◆ **WHAT NEEDS TO BE DONE**
Please find all lines in the data that hold the string "https" and copy them.

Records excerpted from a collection
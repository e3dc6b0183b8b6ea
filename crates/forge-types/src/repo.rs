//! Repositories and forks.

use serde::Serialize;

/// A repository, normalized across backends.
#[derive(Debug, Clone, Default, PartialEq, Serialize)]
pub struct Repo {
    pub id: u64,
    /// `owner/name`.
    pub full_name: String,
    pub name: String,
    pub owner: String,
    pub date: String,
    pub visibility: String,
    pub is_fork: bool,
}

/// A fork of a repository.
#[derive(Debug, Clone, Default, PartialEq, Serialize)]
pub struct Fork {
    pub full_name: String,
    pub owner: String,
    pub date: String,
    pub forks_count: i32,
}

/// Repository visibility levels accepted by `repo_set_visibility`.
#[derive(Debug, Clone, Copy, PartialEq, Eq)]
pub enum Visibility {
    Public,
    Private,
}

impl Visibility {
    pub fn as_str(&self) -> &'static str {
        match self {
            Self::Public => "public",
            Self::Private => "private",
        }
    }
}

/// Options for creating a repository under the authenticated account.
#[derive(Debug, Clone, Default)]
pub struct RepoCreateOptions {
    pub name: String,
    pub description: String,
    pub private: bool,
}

==

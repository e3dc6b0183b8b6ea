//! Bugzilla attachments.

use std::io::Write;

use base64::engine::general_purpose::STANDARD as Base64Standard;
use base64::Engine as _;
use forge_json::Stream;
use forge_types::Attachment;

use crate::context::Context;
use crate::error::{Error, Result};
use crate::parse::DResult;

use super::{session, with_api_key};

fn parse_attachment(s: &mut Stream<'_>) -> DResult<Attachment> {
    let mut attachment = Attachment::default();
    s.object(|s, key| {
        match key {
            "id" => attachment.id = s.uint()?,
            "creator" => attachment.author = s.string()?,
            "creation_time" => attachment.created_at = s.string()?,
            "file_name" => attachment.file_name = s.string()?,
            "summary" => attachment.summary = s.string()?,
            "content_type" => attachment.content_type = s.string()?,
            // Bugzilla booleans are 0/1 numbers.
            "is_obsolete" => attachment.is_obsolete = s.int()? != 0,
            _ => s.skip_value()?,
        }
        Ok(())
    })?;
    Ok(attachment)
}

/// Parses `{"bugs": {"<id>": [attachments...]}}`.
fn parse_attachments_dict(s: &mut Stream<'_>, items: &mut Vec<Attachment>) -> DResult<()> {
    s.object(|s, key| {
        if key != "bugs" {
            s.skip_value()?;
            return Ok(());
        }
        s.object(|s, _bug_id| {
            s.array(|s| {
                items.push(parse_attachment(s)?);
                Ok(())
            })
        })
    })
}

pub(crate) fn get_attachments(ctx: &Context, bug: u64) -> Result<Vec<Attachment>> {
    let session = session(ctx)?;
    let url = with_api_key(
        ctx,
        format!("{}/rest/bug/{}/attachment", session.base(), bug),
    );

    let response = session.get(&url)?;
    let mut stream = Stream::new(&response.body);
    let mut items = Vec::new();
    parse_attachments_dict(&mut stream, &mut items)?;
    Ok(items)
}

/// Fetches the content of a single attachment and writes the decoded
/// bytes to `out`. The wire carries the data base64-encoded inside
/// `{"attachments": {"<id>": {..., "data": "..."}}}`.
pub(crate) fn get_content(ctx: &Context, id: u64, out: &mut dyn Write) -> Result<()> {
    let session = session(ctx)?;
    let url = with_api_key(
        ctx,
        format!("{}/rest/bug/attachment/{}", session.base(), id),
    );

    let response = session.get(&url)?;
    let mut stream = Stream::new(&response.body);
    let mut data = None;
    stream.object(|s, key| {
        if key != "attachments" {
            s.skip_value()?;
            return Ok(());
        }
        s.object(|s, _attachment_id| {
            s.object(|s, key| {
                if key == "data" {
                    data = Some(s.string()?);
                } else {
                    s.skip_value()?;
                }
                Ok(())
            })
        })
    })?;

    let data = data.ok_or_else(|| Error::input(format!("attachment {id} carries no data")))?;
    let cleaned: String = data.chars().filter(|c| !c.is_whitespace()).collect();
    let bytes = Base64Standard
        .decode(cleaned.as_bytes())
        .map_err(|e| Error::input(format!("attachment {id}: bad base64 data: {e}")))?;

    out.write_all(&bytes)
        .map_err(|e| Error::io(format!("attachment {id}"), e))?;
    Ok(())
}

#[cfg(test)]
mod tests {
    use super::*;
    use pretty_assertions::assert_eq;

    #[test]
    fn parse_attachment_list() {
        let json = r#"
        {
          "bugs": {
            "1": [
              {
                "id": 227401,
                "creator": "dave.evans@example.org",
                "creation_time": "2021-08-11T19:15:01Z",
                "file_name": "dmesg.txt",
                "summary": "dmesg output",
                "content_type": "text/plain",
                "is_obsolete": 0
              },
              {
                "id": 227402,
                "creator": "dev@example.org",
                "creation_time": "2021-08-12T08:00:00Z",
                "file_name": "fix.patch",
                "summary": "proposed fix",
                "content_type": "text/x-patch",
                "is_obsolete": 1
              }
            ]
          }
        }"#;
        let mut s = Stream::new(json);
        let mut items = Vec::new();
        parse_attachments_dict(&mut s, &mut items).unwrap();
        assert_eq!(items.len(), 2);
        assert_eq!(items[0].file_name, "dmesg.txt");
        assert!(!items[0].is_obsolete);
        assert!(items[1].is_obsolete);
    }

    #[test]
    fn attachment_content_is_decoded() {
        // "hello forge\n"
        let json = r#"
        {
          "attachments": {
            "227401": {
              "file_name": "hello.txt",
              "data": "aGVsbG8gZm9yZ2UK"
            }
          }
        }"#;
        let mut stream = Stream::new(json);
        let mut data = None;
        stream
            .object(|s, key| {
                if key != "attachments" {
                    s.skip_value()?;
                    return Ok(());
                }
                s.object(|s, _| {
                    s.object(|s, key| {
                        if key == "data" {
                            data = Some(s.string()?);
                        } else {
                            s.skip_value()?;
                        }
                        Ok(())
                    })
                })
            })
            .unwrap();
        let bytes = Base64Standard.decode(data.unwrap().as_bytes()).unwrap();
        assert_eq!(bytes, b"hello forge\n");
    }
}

--

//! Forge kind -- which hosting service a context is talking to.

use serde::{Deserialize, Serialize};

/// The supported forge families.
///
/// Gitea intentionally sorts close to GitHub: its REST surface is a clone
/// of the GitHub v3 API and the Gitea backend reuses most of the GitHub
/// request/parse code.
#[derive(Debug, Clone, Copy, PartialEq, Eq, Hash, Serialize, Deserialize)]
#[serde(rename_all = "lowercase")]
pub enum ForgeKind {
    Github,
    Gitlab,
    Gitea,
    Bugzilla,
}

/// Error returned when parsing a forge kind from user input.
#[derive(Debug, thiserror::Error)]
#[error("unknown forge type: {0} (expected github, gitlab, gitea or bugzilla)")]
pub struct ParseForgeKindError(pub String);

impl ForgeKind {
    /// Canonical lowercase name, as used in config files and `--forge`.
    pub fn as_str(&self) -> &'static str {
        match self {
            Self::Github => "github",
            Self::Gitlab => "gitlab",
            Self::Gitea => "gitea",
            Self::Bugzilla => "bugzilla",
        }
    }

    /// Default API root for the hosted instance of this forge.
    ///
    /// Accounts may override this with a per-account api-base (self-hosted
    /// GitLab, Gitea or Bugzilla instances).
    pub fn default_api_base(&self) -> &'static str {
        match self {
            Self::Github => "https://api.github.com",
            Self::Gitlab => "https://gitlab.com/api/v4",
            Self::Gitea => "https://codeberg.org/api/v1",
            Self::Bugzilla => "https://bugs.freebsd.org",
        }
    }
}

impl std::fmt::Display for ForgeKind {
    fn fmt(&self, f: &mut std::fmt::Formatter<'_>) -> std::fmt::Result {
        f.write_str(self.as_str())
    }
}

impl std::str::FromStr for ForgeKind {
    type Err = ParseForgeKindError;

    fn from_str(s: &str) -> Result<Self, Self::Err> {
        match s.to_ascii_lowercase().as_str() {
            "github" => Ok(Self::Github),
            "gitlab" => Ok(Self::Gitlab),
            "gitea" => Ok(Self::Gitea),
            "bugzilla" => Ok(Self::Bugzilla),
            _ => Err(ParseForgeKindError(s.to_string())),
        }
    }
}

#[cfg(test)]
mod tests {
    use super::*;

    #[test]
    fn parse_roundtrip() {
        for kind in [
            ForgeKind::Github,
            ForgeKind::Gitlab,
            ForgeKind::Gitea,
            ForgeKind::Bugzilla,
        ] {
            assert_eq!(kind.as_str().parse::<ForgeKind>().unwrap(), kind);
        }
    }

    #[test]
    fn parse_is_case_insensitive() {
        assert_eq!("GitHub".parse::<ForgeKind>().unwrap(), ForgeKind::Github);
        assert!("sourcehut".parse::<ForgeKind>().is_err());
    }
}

◆ **WRITTEN SOLUTION**
            Self::Github => "https://api.github.com",
            Self::Gitlab => "https://gitlab.com/api/v4",
            Self::Gitea => "https://codeberg.org/api/v1",
            Self::Bugzilla => "https://bugs.freebsd.org",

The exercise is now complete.